European Case Law Identifier: ECLI:AT:LVWGTI:2023:LVwG.2023.40.2360.1
IM NAMEN DER REPUBLIK
Das Landesverwaltungsgericht Tirol erkennt durch seinen Richter Mag. Piccolroaz über die Beschwerden des AA und der BB, beide wohnhaft in Adresse 1, **** Z, gegen den Bescheid des Bürgermeisters der Gemeinde Z (=belangte Behörde) vom 10.08.2023, Zl. ***, betreffend eine Angelegenheit nach der Tiroler Bauordnung 2022,
zu Recht:
1. Die Beschwerden werden als unbegründet abgewiesen.
2. Die ordentliche Revision ist gemäß Art 133 Abs 4 B-VG nicht zulässig.
E n t s c h e i d u n g s g r ü n d e
I. Verfahrensgang und Sachverhalt:
Mit Bauansuchen vom 09.12.2022 beantragten die Bauwerber CC und DD beim Bürgermeister der Gemeinde Z die Erteilung der (nachträglichen) baubehördlichen Bewilligung für die Aufstockung einer - in der beantragten Form bereits bestehenden - Garage auf Gst. Nr. **1 KG Z unter Vorlage von Einreichplänen.

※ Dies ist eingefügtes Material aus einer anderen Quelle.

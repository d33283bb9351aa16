//! Request coordination
//!
//! The [`Coordinator`] ties routing, the rebuild decision, the rebuild
//! policy and the build executor together. It owns the [`Ledger`] for its
//! outputs; HTTP integrations hand it requests and act on the returned
//! [`Outcome`].

pub mod route;

pub use route::{resolve, Request};

use crate::build::{BuildTarget, Executor};
use crate::bundler::{Bundler, Minifier, OutputOptions, ServeMode};
use crate::cache::{Decision, DecisionEngine, Ledger, RebuildMode};
use crate::error::{RollcacheError, RollcacheResult};
use crate::fs::FileSystem;
use std::path::PathBuf;
use std::sync::Arc;
use tracing::{debug, info, warn};

/// Resolved middleware options
#[derive(Debug, Clone, PartialEq)]
pub struct MiddlewareOptions {
    /// Base directory for `src` and `dest`
    pub root: PathBuf,
    /// Directory holding bundle entries
    pub src: PathBuf,
    /// Directory receiving built bundles
    pub dest: PathBuf,
    /// URL prefix stripped before routing
    pub prefix: Option<String>,
    /// Extension of entry files, replacing `.js`
    pub bundle_extension: String,
    pub rebuild: RebuildMode,
    pub serve: ServeMode,
    /// Content type of served bundles
    pub content_type: String,
    /// `max-age` of served bundles, in seconds
    pub max_age: u64,
}

impl MiddlewareOptions {
    /// Compile-mode defaults for `src` under `root`, building into `src`
    pub fn new(root: impl Into<PathBuf>, src: impl Into<PathBuf>) -> Self {
        let src = src.into();
        Self {
            root: root.into(),
            dest: src.clone(),
            src,
            prefix: None,
            bundle_extension: ".bundle".to_string(),
            rebuild: RebuildMode::default(),
            serve: ServeMode::default(),
            content_type: "application/javascript".to_string(),
            max_age: 0,
        }
    }
}

/// A response served by the coordinator itself
#[derive(Debug, Clone, PartialEq, Eq)]
pub struct Response {
    pub body: Vec<u8>,
    pub content_type: String,
    pub cache_control: String,
}

/// What the HTTP layer should do with a request
#[derive(Debug, Clone, PartialEq, Eq)]
pub enum Outcome {
    /// Send this response
    Served(Response),
    /// Pass the request on to the next handler
    Delegate,
}

/// Result of processing one build target
#[derive(Debug)]
pub struct Processed {
    pub outcome: Outcome,
    /// Whether this call built the output
    pub rebuilt: bool,
}

impl Processed {
    fn delegate(rebuilt: bool) -> Self {
        Self {
            outcome: Outcome::Delegate,
            rebuilt,
        }
    }
}

/// Serves bundle requests, rebuilding outputs as needed
pub struct Coordinator {
    fs: Arc<dyn FileSystem>,
    ledger: Arc<Ledger>,
    engine: DecisionEngine,
    executor: Executor,
    options: MiddlewareOptions,
    output: OutputOptions,
}

impl Coordinator {
    pub fn new(
        options: MiddlewareOptions,
        output: OutputOptions,
        fs: Arc<dyn FileSystem>,
        bundler: Arc<dyn Bundler>,
        minifier: Option<Arc<dyn Minifier>>,
    ) -> Self {
        let ledger = Arc::new(Ledger::new());
        Self {
            engine: DecisionEngine::new(fs.clone(), bundler.clone(), ledger.clone()),
            executor: Executor::new(fs.clone(), bundler, minifier),
            fs,
            ledger,
            options,
            output,
        }
    }

    pub fn options(&self) -> &MiddlewareOptions {
        &self.options
    }

    pub fn ledger(&self) -> &Ledger {
        &self.ledger
    }

    /// Build target for `request`, if it is a bundle request
    pub fn route(&self, request: &Request) -> Option<BuildTarget> {
        resolve(&self.options, &self.output, request)
    }

    /// Handle an HTTP request
    pub async fn handle(&self, request: &Request) -> RollcacheResult<Outcome> {
        let Some(target) = self.route(request) else {
            return Ok(Outcome::Delegate);
        };
        let processed = self.process(&target, self.options.rebuild).await?;
        Ok(processed.map_or(Outcome::Delegate, |p| p.outcome))
    }

    /// Decide whether `target` needs a rebuild under `rebuild`
    ///
    /// Returns `None` when the entry does not exist. Ledger bookkeeping
    /// happens regardless of the policy.
    pub async fn check(&self, target: &BuildTarget, rebuild: RebuildMode) -> RollcacheResult<Option<Decision>> {
        let decision = self.engine.decide(&target.dest, &target.entry).await?;
        Ok(decision.map(|d| d.apply_policy(rebuild)))
    }

    /// Check `target`, rebuild it when needed, and pick the outcome
    ///
    /// Returns `None` when the entry does not exist.
    pub async fn process(&self, target: &BuildTarget, rebuild: RebuildMode) -> RollcacheResult<Option<Processed>> {
        let Some(mut decision) = self.check(target, rebuild).await? else {
            return Ok(None);
        };
        debug!(target: "rollcache::check", "Needs rebuild: {}", decision.needed);

        if !decision.needed {
            if let Some(claim) = decision.take_claim() {
                debug!(target: "rollcache::check", "Skipping build of {} by policy", target.dest.display());
                claim.expire();
            }
            return self.serve_cached(target).await.map(Some);
        }

        let claim = match decision.take_claim() {
            Some(claim) => claim,
            None if rebuild == RebuildMode::Always => self.ledger.supersede(&target.dest),
            None => {
                return Err(RollcacheError::InvariantViolation(format!(
                    "rebuild of {} decided without a claim",
                    target.dest.display()
                )))
            }
        };

        let artifact = self.executor.execute(claim, decision.take_bundle(), target).await?;
        match self.options.serve {
            ServeMode::Never => {
                debug!(target: "rollcache::serve", "Serving {} by next handler", target.dest.display());
                Ok(Some(Processed::delegate(true)))
            }
            ServeMode::OnCompile | ServeMode::Always => {
                info!(target: "rollcache::serve", "Serving {}", target.dest.display());
                Ok(Some(Processed {
                    outcome: Outcome::Served(self.response(artifact.code.into_bytes())),
                    rebuilt: true,
                }))
            }
        }
    }

    async fn serve_cached(&self, target: &BuildTarget) -> RollcacheResult<Processed> {
        if self.options.serve != ServeMode::Always {
            debug!(target: "rollcache::serve", "Serving {} by next handler", target.dest.display());
            return Ok(Processed::delegate(false));
        }

        match self.fs.read(&target.dest).await {
            Ok(body) => {
                debug!(target: "rollcache::serve", "Serving {} from cache", target.dest.display());
                Ok(Processed {
                    outcome: Outcome::Served(self.response(body)),
                    rebuilt: false,
                })
            }
            Err(e) if e.kind() == std::io::ErrorKind::NotFound => {
                warn!(target: "rollcache::serve", "No cached bundle at {}", target.dest.display());
                Ok(Processed::delegate(false))
            }
            Err(e) => Err(RollcacheError::io(format!("reading {}", target.dest.display()), e)),
        }
    }

    fn response(&self, body: Vec<u8>) -> Response {
        Response {
            body,
            content_type: self.options.content_type.clone(),
            cache_control: format!("max-age={}", self.options.max_age),
        }
    }
}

Die belangte Behörde führte über das Ansuchen am 03.07.2023 an Ort und Stelle eine mündliche Verhandlung durch. Die zur mündlichen Verhandlung erschienenen Beschwerdeführer wendeten gegen das Bauvorhaben zusammengefasst ein, dass die bauliche Anlage ohne Grenzabstand zu ihrem Gst. Nr. **2 KG Z errichtet worden sei und es einen rechtskräftigen Abbruchbescheid für die bauliche Anlage gebe. Eingewendet werde daher der mangelnde Grenzabstand zu ihrem Grundstück. Weiters sei auch der Kamin noch nicht abgetragen worden, wodurch es immer wieder zu Geruchsbelästigung komme. Auch sei nicht klar, was unter dem Dach als Lager gelagert werde. Dieser rechtswidrige Zustand werde seit dem Jahr 1996 bzw. 1985 aufrechterhalten.
Mit dem nunmehr angefochtenen Bescheid der belangten Behörde vom 10.08.2023, Zl. ***, wurde den Bauwerbern die beantragte Baubewilligung unter Vorschreibung von Nebenbestimmungen erteilt. Die Einwendungen der Nachbarn wurden als unbegründet abgewiesen.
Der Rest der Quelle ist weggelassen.